Тюремный доктор. Истории о любви, вере и сострадании - Аманда Браун
Выражение «двойной срок» я за прошедшие несколько лет слышала уже неоднократно, обычно от заключенных, умолявших меня выписать им снотворное. Представляю себе, что это такое – сидеть вдвое дольше, когда ночи тянутся так же, как дни. Наверное, это еще трудней, чем быть запертым в карцере.
– Когда я принимаю наркотики, то ничего не чувствую. Ничего не вижу. Вот почему они мне нужны: чтобы забыть, что я в тюрьме. Они убивают все чувства. Я закрываю глаза и расслабляюсь. Даже двигаться не могу. А время летит, прямо летит, – сказал Алекс, по-прежнему весь трясясь. – Но эту гадость я раньше никогда не принимал и никогда больше не буду. Никогда!
Я ничего не могла для него сделать. Я не знала, какое действие произвел наркотик, и не собиралась давать ему лекарства, от которых его состояние могло еще ухудшиться. Оставалось лишь ждать, пока организм сам выведет вредоносное вещество.
Я оценила его честность: за признание в употреблении наркотика ему грозило дополнительное наказание. Однако, сказав правду, он сэкономил массу времени, которое я потратила бы на поиск других причин его приступа, а ведь я могла бы даже отправить его в больницу для дальнейших обследований и наблюдения.

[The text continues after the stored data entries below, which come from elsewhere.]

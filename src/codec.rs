pub fn encode_byte_to_lsb(value: u8, buf: &mut [u8; 8]) {
    for (i, byte) in buf.iter_mut().enumerate() {
        let bit = (value >> (7 - i)) & 1;
        *byte = (*byte & 0xFE) | bit;
    }
}

pub fn decode_lsb_to_byte(buf: &[u8; 8]) -> u8 {
    buf.iter().fold(0u8, |acc, &byte| (acc << 1) | (byte & 1))
}

pub fn encode_u32_to_lsb(value: u32, buf: &mut [u8; 32]) {
    for (i, byte) in buf.iter_mut().enumerate() {
        let bit = ((value >> (31 - i)) & 1) as u8;
        *byte = (*byte & 0xFE) | bit;
    }
}

pub fn decode_lsb_to_u32(buf: &[u8; 32]) -> u32 {
    buf.iter()
        .fold(0u32, |acc, &byte| (acc << 1) | u32::from(byte & 1))
}

#[cfg(test)]
mod tests {
    use super::*;

    #[test]
    fn byte_round_trip_for_all_values() {
        for value in 0..=u8::MAX {
            let mut buf = [0u8; 8];
            encode_byte_to_lsb(value, &mut buf);
            assert_eq!(decode_lsb_to_byte(&buf), value);
        }
    }

    #[test]
    fn byte_bits_are_placed_msb_first() {
        let mut buf = [0u8; 8];
        encode_byte_to_lsb(0b1000_0001, &mut buf);
        assert_eq!(buf, [1, 0, 0, 0, 0, 0, 0, 1]);
    }

    #[test]
    fn upper_bits_of_cover_bytes_are_untouched() {
        let mut buf = [0xAB; 8];
        encode_byte_to_lsb(0x00, &mut buf);
        assert_eq!(buf, [0xAA; 8]);

        let mut buf = [0x54; 8];
        encode_byte_to_lsb(0xFF, &mut buf);
        assert_eq!(buf, [0x55; 8]);
    }

    #[test]
    fn u32_round_trip() {
        for value in [0, 1, 0x1234_5678, 0x8000_0000, u32::MAX] {
            let mut buf = [0u8; 32];
            encode_u32_to_lsb(value, &mut buf);
            assert_eq!(decode_lsb_to_u32(&buf), value);
        }
    }

    #[test]
    fn u32_bits_are_placed_msb_first() {
        let mut buf = [0u8; 32];
        encode_u32_to_lsb(1 << 31, &mut buf);
        assert_eq!(buf[0], 1);
        assert!(buf[1..].iter().all(|&byte| byte == 0));
    }
}
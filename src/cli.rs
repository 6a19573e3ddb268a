//! # 命令行接口模块
//!
//! 使用 `clap` 定义了程序的命令行结构，包括子命令和参数。
//! 所有用户通过命令行与程序交互的入口点都在此模块中定义。

use crate::constants::DEFAULT_MAGIC;
use clap::Parser;
use std::path::PathBuf;

/// 一款基于 LSB (最低有效位) 隐写术的命令行工具，用于在 24 位未压缩 BMP 图像中隐藏或恢复任意秘密文件。
#[derive(Parser, Debug)]
#[command(
    version,
    about,
    long_about = "一款基于 LSB (最低有效位) 隐写术的命令行工具，用于在 24 位未压缩 BMP 图像中隐藏或恢复任意秘密文件。"
)]
pub struct Cli {
    #[command(subcommand)]
    pub command: Commands,
}

/// 可用的子命令：encode (嵌入) 和 decode (恢复)。
#[derive(Parser, Debug)]
pub enum Commands {
    /// 将一个秘密文件嵌入到 BMP 载体图像的像素最低有效位中。
    Encode(EncodeArgs),

    /// 从隐写图像中恢复嵌入的秘密文件。
    Decode(DecodeArgs),
}

/// 'encode' 命令所需的参数。
#[derive(Parser, Debug)]
pub struct EncodeArgs {
    /// 用作载体的 BMP 图像路径 (必须以 .bmp 结尾)。
    pub carrier: PathBuf,

    /// 要隐藏的秘密文件路径 (文件名必须包含 '.'，用于推导要嵌入的扩展名)。
    pub secret: PathBuf,

    /// 保存隐写结果图像的输出路径 (必须以 .bmp 结尾)。
    pub output: Option<PathBuf>,

    /// 嵌入到帧最前面的魔术标记；解码时必须提供相同的标记。
    #[arg(short, long, default_value = DEFAULT_MAGIC)]
    pub magic: String,

    /// 如果输出文件已存在则直接覆盖。
    #[arg(short, long)]
    pub force: bool,
}

/// 'decode' 命令所需的参数。
#[derive(Parser, Debug)]
pub struct DecodeArgs {
    /// 包含隐藏数据的隐写图像路径 (必须以 .bmp 结尾)。
    pub stego: PathBuf,

    /// 恢复文件的输出基础名；恢复出的扩展名会附加在其后。
    pub output_base: Option<String>,

    /// 编码时使用的魔术标记；省略时将从标准输入交互式读取。
    #[arg(short, long)]
    pub magic: Option<String>,

    /// 如果输出文件已存在则直接覆盖。
    #[arg(short, long)]
    pub force: bool,
}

В тот день я поняла, что оборот наркотиков в тюрьме быстро выходит из-под контроля, и я просто не могу там больше работать. Мое время вышло.
* * *
Мне нравилось работать в Скрабс. Нравилось постоянное движение, шум, адреналин. Нравилось ощущать себя частью коллектива. Нравилось, что меня знает охрана и большинство заключенных. Я стала в тюрьме привычным зрелищем: как решетки и замки. Решение далось нелегко, но я знала, что поступаю правильно. После семи лет работы в знаменитой викторианской тюрьме пришло время увольняться.
Я не люблю пышные проводы, потому что могу сильно расчувствоваться. Так что я не стала всем сообщать, что ухожу. Только мои ближайшие друзья в Скрабс знали, что после августовских праздников 2016 года на работу я не вернусь.

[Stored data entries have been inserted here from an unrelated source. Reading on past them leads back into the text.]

//! # lsb_steg 库
//!
//! 本库包含 BMP LSB 隐写工具的核心逻辑。

// 声明库包含的所有模块。

pub mod capacity;
pub mod cli;
pub mod codec;
pub mod constants;
pub mod decoder;
pub mod encoder;
pub mod error;
pub mod handler;
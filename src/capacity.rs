//! # 容量分析模块
//!
//! 根据 BMP 头部中的宽高字段计算载体图像的像素数据容量，
//! 并在写入任何字节之前验证其是否足以容纳完整的数据帧。

use crate::constants::{
    BMP_HEADER_SIZE, BYTE_COVER_SIZE, HEIGHT_OFFSET, LENGTH_FIELD_SIZE, WIDTH_OFFSET,
};
use crate::error::StegError;

fn le_u32_at(header: &[u8; BMP_HEADER_SIZE], offset: usize) -> u32 {
    u32::from_le_bytes([
        header[offset],
        header[offset + 1],
        header[offset + 2],
        header[offset + 3],
    ])
}

/// 计算载体图像的像素数据字节数 (宽 × 高 × 3)。
///
/// 假定输入是 24 位、无压缩、无行填充的 BMP，宽高分别存储在
/// 头部偏移 18 和 22 处的小端 4 字节字段中。这是一个刻意的简化，
/// 不是完整的 BMP 解析器。
pub fn pixel_data_size(header: &[u8; BMP_HEADER_SIZE]) -> u64 {
    let width = u64::from(le_u32_at(header, WIDTH_OFFSET));
    let height = u64::from(le_u32_at(header, HEIGHT_OFFSET));
    width * height * 3
}

/// 计算嵌入完整数据帧所需的载体字节数。
///
/// 帧布局为 `MAGIC | EXT_LEN:u32 | EXT | DATA_LEN:u32 | DATA`，
/// 每个负载字节占用 8 个载体字节。
pub fn required_carrier_bytes(magic_len: usize, extn_len: usize, secret_size: u64) -> u64 {
    let frame_bytes =
        magic_len as u64 + extn_len as u64 + secret_size + 2 * LENGTH_FIELD_SIZE as u64;
    frame_bytes * BYTE_COVER_SIZE as u64
}

/// 验证载体容量是否足够，不足时返回 [`StegError::Capacity`]。
///
/// 此检查必须在编码管线写入任何字节之前运行。
pub fn check_capacity(
    header: &[u8; BMP_HEADER_SIZE],
    magic_len: usize,
    extn_len: usize,
    secret_size: u64,
) -> Result<(), StegError> {
    let available = pixel_data_size(header);
    let required = required_carrier_bytes(magic_len, extn_len, secret_size);

    if available >= required {
        Ok(())
    } else {
        Err(StegError::Capacity {
            required,
            available,
        })
    }
}

#[cfg(test)]
mod tests {
    use super::*;

    fn header_for(width: u32, height: u32) -> [u8; BMP_HEADER_SIZE] {
        let mut header = [0u8; BMP_HEADER_SIZE];
        header[WIDTH_OFFSET..WIDTH_OFFSET + 4].copy_from_slice(&width.to_le_bytes());
        header[HEIGHT_OFFSET..HEIGHT_OFFSET + 4].copy_from_slice(&height.to_le_bytes());
        header
    }

    #[test]
    fn pixel_data_size_reads_width_and_height_fields() {
        assert_eq!(pixel_data_size(&header_for(100, 50)), 100 * 50 * 3);
        assert_eq!(pixel_data_size(&header_for(0, 50)), 0);
    }

    #[test]
    fn required_bytes_cover_the_whole_frame() {
        // MAGIC "#*" (2) + EXT_LEN (4) + ".txt" (4) + DATA_LEN (4) + "abcd" (4)
        assert_eq!(required_carrier_bytes(2, 4, 4), (2 + 4 + 4 + 4 + 4) * 8);
    }

    #[test]
    fn exact_capacity_passes() {
        // 1 × 48 × 3 = 144 像素字节，恰好等于所需的 144 个载体字节
        let header = header_for(1, 48);
        assert_eq!(pixel_data_size(&header), 144);
        assert!(check_capacity(&header, 2, 4, 4).is_ok());
    }

    #[test]
    fn short_capacity_fails() {
        // 141 像素字节，比所需的 144 少
        let header = header_for(1, 47);
        let err = check_capacity(&header, 2, 4, 4).unwrap_err();
        assert!(matches!(
            err,
            StegError::Capacity {
                required: 144,
                available: 141,
            }
        ));
    }

    #[test]
    fn tiny_carrier_rejects_even_an_empty_secret() {
        // 2×2 载体只有 12 个像素字节，连空负载的帧头都装不下
        let err = check_capacity(&header_for(2, 2), 2, 4, 0).unwrap_err();
        assert!(matches!(err, StegError::Capacity { .. }));
    }
}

Как обычно, Дэвид поддержал мое увольнение, равно как и решение продолжать работать в тюремной системе. Я собиралась лицом к лицу встретиться со своим самым большим страхом – поступить в женскую тюрьму. Многие охранники и медсестры уговаривали меня этого не делать: работать с заключенными-женщинами куда тяжелее, и они чаще сами причиняют себе увечья. Суровой правдой поделилась со мной и начальница Фрейк, прослужившая в печально знаменитой тюрьме Холлоуэй целых 16 лет. Она говорила, что предпочитает иметь дело с мужчинами и что такая работа не для меня.

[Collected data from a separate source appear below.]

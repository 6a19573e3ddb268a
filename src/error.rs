//! # 错误类型模块
//!
//! 定义隐写管线中所有可能出现的致命错误。
//! 所有错误都是不可恢复的：任何阶段检测到错误后整个管线立即中止，
//! 不做重试，也不回滚已写入的字节。

use std::io;
use std::path::PathBuf;
use std::string::FromUtf8Error;
use thiserror::Error;

/// 编码/解码管线的错误类型。
#[derive(Error, Debug)]
pub enum StegError {
    /// 无法打开输入或输出文件。
    #[error("Unable to open file: {path}")]
    FileOpen {
        path: PathBuf,
        #[source]
        source: io::Error,
    },

    /// 载体图像的像素数据不足以容纳整个数据帧。
    #[error(
        "Not enough capacity in the carrier image: {required} pixel bytes required, {available} available"
    )]
    Capacity { required: u64, available: u64 },

    /// 秘密文件的大小超出了帧中 32 位 DATA_LEN 字段的表示范围。
    #[error("The secret file is too large for the 32-bit data length field: {size} bytes")]
    SecretTooLarge { size: u64 },

    /// 解码出的魔术标记与调用者提供的不一致。
    #[error("The decoded magic marker {decoded:?} does not match the supplied marker {expected:?}")]
    MagicMismatch { expected: String, decoded: String },

    /// 数据帧尚未处理完，输入字节流就已结束。
    #[error("The input stream ended mid-frame; the image may be corrupted or contain no hidden data")]
    TruncatedStream(#[source] io::Error),

    /// 恢复出的扩展名不是合法的 UTF-8，无法用于构造输出文件名。
    #[error("The recovered file extension is not valid UTF-8")]
    InvalidExtension(#[from] FromUtf8Error),

    /// 恢复出的扩展名中含有路径分隔符，拒绝将其拼入输出文件名。
    #[error("The recovered file extension {extension:?} contains a path separator")]
    UnsafeExtension { extension: String },

    /// 写入目标文件失败。
    #[error("Short write to the output file")]
    OutputWrite(#[source] io::Error),
}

Однако настал момент попробовать что-то новое. Именно поэтому я подписала контракт на дежурства в женской тюрьме Бронзфилд, находившейся в Эшфорде. Сейчас, после закрытия Холлоуэй, она считается самой большой в Европе женской тюрьмой строгого режима.
Женским тюрьмам не присваивают категорий, как мужским; вместо этого они подразделяются на закрытые и открытые.
Построенное в 2004 году, современное здание этой тюрьмы являло разительный контраст со Скрабс. Оно состояло из четырех блоков, в каждом из которых содержалось до 135 женщин. Также там имелось отделение матери и ребенка, где находились дети до полутора лет. В отличие от Скрабс, глава тюрьмы назывался директором, заключенные – резидентами, а карцер – отделением наблюдения и ухода.
* * *
В последний раз уходя после дежурства из Скрабс, я ощущала глубокую грусть. Наступал конец большому этапу в моей жизни, но я уже приняла решение и с нетерпением ждала начала новой главы.
Я спустилась по истертым металлическим ступеням на нижний этаж крыла В. Сумка оттягивала плечо, ноги ныли после долгого рабочего дня, но тут внезапно холл заполнили громкие крики и свист. Можно было подумать, что в тюрьме начался бунт.
– Вот это залепил! – донеслось справа.
– Классно, чувак! – слева.
– Анг-ли-я!!! – сверху.
К таким взрывам я привыкла, они означали, что по телевизору шел футбольный матч. Стоило нашим забить, как по всей тюрьме прокатывалась волна ликования, и шум был оглушительный. Я в такие мгновения всегда улыбалась. Похоже, сейчас в Скрабс масса счастливых людей.
Подойдя к проходной, я увидела, что охранник мне широко улыбается.
– Англия только что забила, – сообщил он, – самое худшее на дежурстве, что не можешь посмотреть игру.
– Да, очень жаль, – ответила я и потянулась за ключами, но он любезно достал свои.
– Позвольте-ка мне.
Ключ проскрежетал в старом замке. Я слышала этот звук в последний раз.
– Спокойной ночи, док, – пожелал мне охранник, – счастливо добраться домой.
Я улыбнулась ему в ответ, но улыбка получилась неискренней.
– Спокойной ночи!
Я уходила из тюрьмы навсегда. Не знаю, оставила я в ней свой след или нет, но надеюсь, что, хотя бы немного, облегчила жизнь этих людей.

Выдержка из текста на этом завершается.